YOUR INSTRUCTIONS:
Would you retype all of these records exactly?

MATERIAL FOR THE TASK:
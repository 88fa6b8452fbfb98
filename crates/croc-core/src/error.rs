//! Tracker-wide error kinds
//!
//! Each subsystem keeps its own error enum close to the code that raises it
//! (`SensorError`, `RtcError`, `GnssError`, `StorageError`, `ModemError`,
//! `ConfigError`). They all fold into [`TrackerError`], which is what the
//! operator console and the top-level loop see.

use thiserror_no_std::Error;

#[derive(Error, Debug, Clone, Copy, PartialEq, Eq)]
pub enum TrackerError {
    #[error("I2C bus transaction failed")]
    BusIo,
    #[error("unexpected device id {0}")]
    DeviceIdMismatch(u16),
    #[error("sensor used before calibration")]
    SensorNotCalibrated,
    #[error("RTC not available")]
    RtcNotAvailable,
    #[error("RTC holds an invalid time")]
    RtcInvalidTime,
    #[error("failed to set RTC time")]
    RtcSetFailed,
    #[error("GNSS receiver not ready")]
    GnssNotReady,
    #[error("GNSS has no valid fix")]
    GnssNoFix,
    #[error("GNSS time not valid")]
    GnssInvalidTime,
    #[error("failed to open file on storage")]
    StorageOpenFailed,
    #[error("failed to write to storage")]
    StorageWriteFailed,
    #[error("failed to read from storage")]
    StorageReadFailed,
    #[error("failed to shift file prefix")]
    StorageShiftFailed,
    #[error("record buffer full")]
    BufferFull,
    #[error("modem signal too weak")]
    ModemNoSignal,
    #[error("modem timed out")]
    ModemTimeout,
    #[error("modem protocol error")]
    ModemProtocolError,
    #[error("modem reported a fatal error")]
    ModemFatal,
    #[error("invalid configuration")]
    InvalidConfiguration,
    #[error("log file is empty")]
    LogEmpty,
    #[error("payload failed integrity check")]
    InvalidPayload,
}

ANSWER TO THIS TASK:
repository 88fa6b8452fbfb98
filename crates/croc-core/src/error.rs
//! Tracker-wide error kinds
//!
//! Each subsystem keeps its own error enum close to the code that raises it
//! (`SensorError`, `RtcError`, `GnssError`, `StorageError`, `ModemError`,
//! `ConfigError`). They all fold into [`TrackerError`], which is what the
//! operator console and the top-level loop see.

use thiserror_no_std::Error;

#[derive(Error, Debug, Clone, Copy, PartialEq, Eq)]
pub enum TrackerError {
    #[error("I2C bus transaction failed")]
    BusIo,
    #[error("unexpected device id {0}")]
    DeviceIdMismatch(u16),
    #[error("sensor used before calibration")]
    SensorNotCalibrated,
    #[error("RTC not available")]
    RtcNotAvailable,
    #[error("RTC holds an invalid time")]
    RtcInvalidTime,
    #[error("failed to set RTC time")]
    RtcSetFailed,
    #[error("GNSS receiver not ready")]
    GnssNotReady,
    #[error("GNSS has no valid fix")]
    GnssNoFix,
    #[error("GNSS time not valid")]
    GnssInvalidTime,
    #[error("failed to open file on storage")]
    StorageOpenFailed,
    #[error("failed to write to storage")]
    StorageWriteFailed,
    #[error("failed to read from storage")]
    StorageReadFailed,
    #[error("failed to shift file prefix")]
    StorageShiftFailed,
    #[error("record buffer full")]
    BufferFull,
    #[error("modem signal too weak")]
    ModemNoSignal,
    #[error("modem timed out")]
    ModemTimeout,
    #[error("modem protocol error")]
    ModemProtocolError,
    #[error("modem reported a fatal error")]
    ModemFatal,
    #[error("invalid configuration")]
    InvalidConfiguration,
    #[error("log file is empty")]
    LogEmpty,
    #[error("payload failed integrity check")]
    InvalidPayload,
}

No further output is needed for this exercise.